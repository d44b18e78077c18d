use std::cell::{Cell, RefCell};
use std::path::Path;

use crossterm::event::{Event, KeyCode, KeyEvent, KeyEventKind, KeyModifiers};
use git2::{IndexAddOption, Repository, Signature};
use proptest::prelude::*;
use quickstage::core::{
    classify, Classification, DiffTarget, GitBackend, GitCli, IndexAction, IndexOp, RelPath,
    RepoError,
};
use quickstage::ui::{handle_input, App, Mode};
use tempfile::TempDir;

const FILE_ALPHA: &str = "alpha.txt";
const FILE_RUST: &str = "src/lib.rs";
const FILE_NEW: &str = "docs/new.md";

/// Records every call; fails index actions while `fail` is set.
#[derive(Default)]
struct FakeGit {
    applied: RefCell<Vec<IndexAction>>,
    diffs: RefCell<Vec<(RelPath, DiffTarget)>>,
    fail: Cell<bool>,
    diff_text: String,
}

impl FakeGit {
    fn with_diff(text: &str) -> Self {
        Self {
            diff_text: text.to_string(),
            ..Default::default()
        }
    }
}

impl GitBackend for FakeGit {
    fn apply(&self, action: &IndexAction) -> Result<(), RepoError> {
        if self.fail.get() {
            return Err(RepoError::GitError("index.lock exists".to_string()));
        }
        self.applied.borrow_mut().push(action.clone());
        Ok(())
    }

    fn diff(&self, path: &RelPath, target: DiffTarget) -> Result<String, RepoError> {
        self.diffs.borrow_mut().push((path.clone(), target));
        Ok(self.diff_text.clone())
    }
}

fn sample_files() -> Vec<quickstage::core::FileEntry> {
    vec![
        classify("M ", RelPath::new("staged.rs")),
        classify(" M", RelPath::new("modified.rs")),
        classify("??", RelPath::new("untracked.txt")),
        classify("AM", RelPath::new("added.rs")),
    ]
}

fn fake_app() -> App<FakeGit> {
    App::new(sample_files(), FakeGit::default())
}

fn numbered_diff(n: usize) -> String {
    (0..n)
        .map(|i| format!("line {i}"))
        .collect::<Vec<_>>()
        .join("\n")
}

fn key(code: KeyCode) -> Event {
    Event::Key(KeyEvent::new(code, KeyModifiers::NONE))
}

fn press<G: GitBackend>(app: &mut App<G>, code: KeyCode) {
    handle_input(app, key(code));
}

#[test]
fn starts_browsing_at_first_file() {
    let app = fake_app();
    assert_eq!(app.cursor, 0);
    assert_eq!(app.mode, Mode::Browsing);
    assert!(!app.should_quit);
    assert!(app.ui.dirty);
}

#[test]
fn cursor_wraps_both_ways() {
    let mut app = fake_app();
    app.move_up();
    assert_eq!(app.cursor, 3);
    app.move_down();
    assert_eq!(app.cursor, 0);
}

#[test]
fn toggle_stages_and_unstages() {
    let mut app = fake_app();

    // staged.rs: Staged -> Unstaged via restore
    app.toggle_selected();
    assert_eq!(app.files[0].classification, Classification::Unstaged);

    // back to Staged via add
    app.toggle_selected();
    assert_eq!(app.files[0].classification, Classification::Staged);

    let ops: Vec<IndexOp> = app.git().applied.borrow().iter().map(|a| a.op).collect();
    assert_eq!(ops, vec![IndexOp::RestoreStaged, IndexOp::Add]);
}

#[test]
fn toggling_partial_file_stages_it() {
    let mut app = fake_app();
    app.cursor = 3;
    app.toggle_selected();
    assert_eq!(app.files[3].classification, Classification::Staged);

    // Newly added file leaves the index with rm --cached.
    app.toggle_selected();
    assert_eq!(app.files[3].classification, Classification::Unstaged);
    let last = app.git().applied.borrow().last().cloned();
    assert_eq!(
        last,
        Some(IndexAction::new(IndexOp::RemoveCached, RelPath::new("added.rs")))
    );
}

#[test]
fn failed_toggle_keeps_state_and_reports() {
    let mut app = fake_app();
    app.git().fail.set(true);
    app.cursor = 1;
    app.toggle_selected();

    assert_eq!(app.files[1].classification, Classification::Unstaged);
    assert_eq!(
        app.ui.error.as_deref(),
        Some("Failed to stage modified.rs: git command failed: index.lock exists")
    );
}

#[test]
fn next_key_clears_error() {
    let mut app = fake_app();
    app.git().fail.set(true);
    press(&mut app, KeyCode::Char(' '));
    assert!(app.ui.error.is_some());

    press(&mut app, KeyCode::Down);
    assert!(app.ui.error.is_none());
}

#[test]
fn toggle_ignored_while_viewing_diff() {
    let mut app = App::new(sample_files(), FakeGit::with_diff("diff"));
    app.toggle_diff_mode();
    app.toggle_selected();
    assert_eq!(app.files[0].classification, Classification::Staged);
    assert!(app.git().applied.borrow().is_empty());
}

#[test]
fn diff_mode_fetches_diff_for_classification() {
    let mut app = App::new(sample_files(), FakeGit::with_diff("a\nb\n"));
    app.toggle_diff_mode();
    assert_eq!(app.mode, Mode::ViewingDiff);
    // trailing newline yields an extra empty line
    assert_eq!(app.viewer.lines, vec!["a", "b", ""]);

    // three lines fit the viewport, so Down moves on to the next file
    app.move_down();
    assert_eq!(app.cursor, 1);
    app.cursor = 3;
    app.refresh_diff();

    let diffs = app.git().diffs.borrow();
    assert_eq!(diffs[0], (RelPath::new("staged.rs"), DiffTarget::Staged));
    assert_eq!(diffs[1], (RelPath::new("modified.rs"), DiffTarget::Worktree));
    assert_eq!(diffs[2], (RelPath::new("added.rs"), DiffTarget::WorktreeVsHead));
}

#[test]
fn leaving_diff_mode_returns_to_list() {
    let mut app = App::new(sample_files(), FakeGit::with_diff("x"));
    press(&mut app, KeyCode::Char('d'));
    assert_eq!(app.mode, Mode::ViewingDiff);
    press(&mut app, KeyCode::Char('d'));
    assert_eq!(app.mode, Mode::Browsing);
    assert_eq!(app.viewer.scroll, 0);
}

#[test]
fn page_keys_move_half_a_viewport() {
    let mut app = App::new(sample_files(), FakeGit::with_diff(&numbered_diff(100)));
    assert_eq!(app.viewer.viewport_height, 20);
    app.toggle_diff_mode();

    press(&mut app, KeyCode::PageDown);
    assert_eq!(app.viewer.scroll, 10);
    press(&mut app, KeyCode::PageDown);
    assert_eq!(app.viewer.scroll, 20);
    press(&mut app, KeyCode::PageUp);
    assert_eq!(app.viewer.scroll, 10);

    press(&mut app, KeyCode::Char('G'));
    assert_eq!(app.viewer.scroll, 80);
    press(&mut app, KeyCode::PageDown);
    assert_eq!(app.viewer.scroll, 80);

    press(&mut app, KeyCode::Char('g'));
    assert_eq!(app.viewer.scroll, 0);
    press(&mut app, KeyCode::PageUp);
    assert_eq!(app.viewer.scroll, 0);
}

#[test]
fn arrows_scroll_then_change_file_at_edges() {
    let mut app = App::new(sample_files(), FakeGit::with_diff(&numbered_diff(22)));
    app.toggle_diff_mode();

    press(&mut app, KeyCode::Down);
    assert_eq!((app.cursor, app.viewer.scroll), (0, 1));
    press(&mut app, KeyCode::Down);
    assert_eq!((app.cursor, app.viewer.scroll), (0, 2));

    // at max_scroll (22 - 20), Down moves to the next file and resets scroll
    press(&mut app, KeyCode::Down);
    assert_eq!((app.cursor, app.viewer.scroll), (1, 0));
    assert_eq!(app.git().diffs.borrow().len(), 2);

    // at the top, Up moves back
    press(&mut app, KeyCode::Up);
    assert_eq!((app.cursor, app.viewer.scroll), (0, 0));
}

#[test]
fn scroll_keys_are_ignored_while_browsing() {
    let mut app = fake_app();
    press(&mut app, KeyCode::PageDown);
    press(&mut app, KeyCode::Char('G'));
    assert_eq!(app.viewer.scroll, 0);
    assert_eq!(app.cursor, 0);
}

#[test]
fn resize_sets_viewport_and_clamps_scroll() {
    let mut app = App::new(sample_files(), FakeGit::with_diff(&numbered_diff(50)));
    app.toggle_diff_mode();
    app.scroll_to_bottom();
    assert_eq!(app.viewer.scroll, 30);

    // 40 rows - 4 files - 1 footer
    handle_input(&mut app, Event::Resize(80, 40));
    assert_eq!(app.viewer.viewport_height, 35);
    assert_eq!(app.viewer.scroll, 15);

    // never below one line
    app.resize(3);
    assert_eq!(app.viewer.viewport_height, 1);
}

#[test]
fn quit_keys() {
    let mut app = fake_app();
    press(&mut app, KeyCode::Char('q'));
    assert!(app.should_quit);

    let mut app = fake_app();
    handle_input(
        &mut app,
        Event::Key(KeyEvent::new(KeyCode::Char('c'), KeyModifiers::CONTROL)),
    );
    assert!(app.should_quit);
}

#[test]
fn key_release_is_ignored() {
    let mut app = fake_app();
    let release = KeyEvent::new_with_kind(KeyCode::Down, KeyModifiers::NONE, KeyEventKind::Release);
    assert!(!handle_input(&mut app, Event::Key(release)));
    assert_eq!(app.cursor, 0);
}

#[test]
fn unbound_key_is_not_handled() {
    let mut app = fake_app();
    assert!(!handle_input(&mut app, key(KeyCode::Char('x'))));
    assert!(handle_input(&mut app, key(KeyCode::Down)));
}

#[test]
fn modified_letter_keys_are_unbound() {
    let mut app = App::new(sample_files(), FakeGit::with_diff(&numbered_diff(100)));
    let chord = |code, modifiers| Event::Key(KeyEvent::new(code, modifiers));

    assert!(!handle_input(&mut app, chord(KeyCode::Char('d'), KeyModifiers::CONTROL)));
    assert_eq!(app.mode, Mode::Browsing);
    assert!(!handle_input(&mut app, chord(KeyCode::Char(' '), KeyModifiers::ALT)));
    assert!(!handle_input(&mut app, chord(KeyCode::Char('q'), KeyModifiers::ALT)));
    assert!(app.git().applied.borrow().is_empty());
    assert!(!app.should_quit);

    // Shift is how `G` arrives on most terminals.
    press(&mut app, KeyCode::Char('d'));
    assert!(handle_input(&mut app, chord(KeyCode::Char('G'), KeyModifiers::SHIFT)));
    assert_eq!(app.viewer.scroll, 80);
    assert!(!handle_input(&mut app, chord(KeyCode::Char('g'), KeyModifiers::ALT)));
    assert_eq!(app.viewer.scroll, 80);
}

proptest! {
    #[test]
    fn n_downs_return_to_start(n in 1usize..20, start_offset in 0usize..20) {
        let files = (0..n).map(|i| classify("??", RelPath::new(format!("f{i}")))).collect();
        let mut app = App::new(files, FakeGit::default());
        app.cursor = start_offset % n;
        let start = app.cursor;
        for _ in 0..n {
            app.select_next();
        }
        prop_assert_eq!(app.cursor, start);
        for _ in 0..n {
            app.select_prev();
        }
        prop_assert_eq!(app.cursor, start);
    }

    #[test]
    fn scroll_stays_in_bounds(
        lines in 0usize..120,
        height in 0u16..80,
        keys in prop::collection::vec(0u8..6, 0..40),
    ) {
        let mut app = App::new(sample_files(), FakeGit::with_diff(&numbered_diff(lines)));
        app.resize(height);
        app.toggle_diff_mode();
        for k in keys {
            let code = match k {
                0 => KeyCode::Down,
                1 => KeyCode::Up,
                2 => KeyCode::PageDown,
                3 => KeyCode::PageUp,
                4 => KeyCode::Char('g'),
                _ => KeyCode::Char('G'),
            };
            press(&mut app, code);
            prop_assert!(app.viewer.scroll <= app.max_scroll());
            prop_assert!(app.viewer.viewport_height >= 1);
        }
    }
}

// Real repository through the CLI backend.

struct RepoHarness {
    dir: TempDir,
}

impl RepoHarness {
    fn new() -> Self {
        let dir = TempDir::new().unwrap();
        init_repo(dir.path());
        Self { dir }
    }

    fn app(&self) -> App {
        let (repo, files) = quickstage::core::load(self.dir.path()).unwrap();
        App::new(files, GitCli::new(repo))
    }

    fn status(&self) -> Vec<(String, Classification)> {
        self.app()
            .files
            .iter()
            .map(|f| (f.name.as_str().to_string(), f.classification))
            .collect()
    }
}

fn init_repo(path: &Path) {
    let repo = Repository::init(path).unwrap();
    {
        let mut config = repo.config().unwrap();
        config.set_str("user.email", "test@example.com").unwrap();
        config.set_str("user.name", "Test").unwrap();
    }

    std::fs::create_dir_all(path.join("src")).unwrap();
    std::fs::create_dir_all(path.join("docs")).unwrap();

    std::fs::write(path.join(FILE_ALPHA), "alpha line one\nalpha line two\n").unwrap();
    std::fs::write(path.join(FILE_RUST), "pub fn meaning() -> i32 {\n    41\n}\n").unwrap();

    let mut index = repo.index().unwrap();
    index
        .add_all(["."], IndexAddOption::DEFAULT, None)
        .unwrap();
    index.write().unwrap();
    let tree_id = index.write_tree().unwrap();
    let tree = repo.find_tree(tree_id).unwrap();
    let sig = Signature::now("Test", "test@example.com").unwrap();
    repo.commit(Some("HEAD"), &sig, &sig, "initial", &tree, &[])
        .unwrap();

    // alpha: unstaged edit; lib.rs: staged edit; new.md: untracked
    std::fs::write(path.join(FILE_ALPHA), "alpha line one\nchanged line\n").unwrap();
    std::fs::write(path.join(FILE_RUST), "pub fn meaning() -> i32 {\n    42\n}\n").unwrap();
    let mut index = repo.index().unwrap();
    index.add_path(Path::new(FILE_RUST)).unwrap();
    index.write().unwrap();
    std::fs::write(path.join(FILE_NEW), "# New\n").unwrap();
}

fn select(app: &mut App, name: &str) {
    app.cursor = app
        .files
        .iter()
        .position(|f| f.name.as_str() == name)
        .unwrap();
}

#[test]
fn repo_starts_with_expected_classifications() {
    let harness = RepoHarness::new();
    let mut status = harness.status();
    status.sort_by(|a, b| a.0.cmp(&b.0));
    assert_eq!(
        status,
        vec![
            (FILE_ALPHA.to_string(), Classification::Unstaged),
            ("docs/".to_string(), Classification::Unstaged),
            (FILE_RUST.to_string(), Classification::Staged),
        ]
    );
}

#[test]
fn toggles_reach_the_real_index() {
    let harness = RepoHarness::new();
    let mut app = harness.app();

    select(&mut app, FILE_ALPHA);
    app.toggle_selected();
    assert!(app.ui.error.is_none(), "{:?}", app.ui.error);
    select(&mut app, FILE_RUST);
    app.toggle_selected();
    assert!(app.ui.error.is_none(), "{:?}", app.ui.error);

    let reloaded = harness.status();
    assert!(reloaded.contains(&(FILE_ALPHA.to_string(), Classification::Staged)));
    assert!(reloaded.contains(&(FILE_RUST.to_string(), Classification::Unstaged)));
}

#[test]
fn untracked_directory_stages_and_unstages() {
    let harness = RepoHarness::new();
    let mut app = harness.app();

    select(&mut app, "docs/");
    app.toggle_selected();
    assert_eq!(app.selected_file().map(|f| f.classification), Some(Classification::Staged));
    assert!(harness
        .status()
        .contains(&(FILE_NEW.to_string(), Classification::Staged)));

    // A fresh session sees the added file and can take it back out.
    let mut app = harness.app();
    select(&mut app, FILE_NEW);
    app.toggle_selected();
    assert!(app.ui.error.is_none(), "{:?}", app.ui.error);
    assert!(harness
        .status()
        .contains(&("docs/".to_string(), Classification::Unstaged)));
}

#[test]
fn diff_view_shows_real_diff() {
    let harness = RepoHarness::new();
    let mut app = harness.app();
    select(&mut app, FILE_RUST);
    app.toggle_diff_mode();

    assert!(app.viewer.lines.iter().any(|l| l == "-    41"));
    assert!(app.viewer.lines.iter().any(|l| l == "+    42"));
}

## WORK INSTRUCTIONS:
Which lines of the listing contain the string "core"? Copy every one of them.

## EXERCISE RESPONSE:
use quickstage::core::{
fn sample_files() -> Vec<quickstage::core::FileEntry> {
        let (repo, files) = quickstage::core::load(self.dir.path()).unwrap();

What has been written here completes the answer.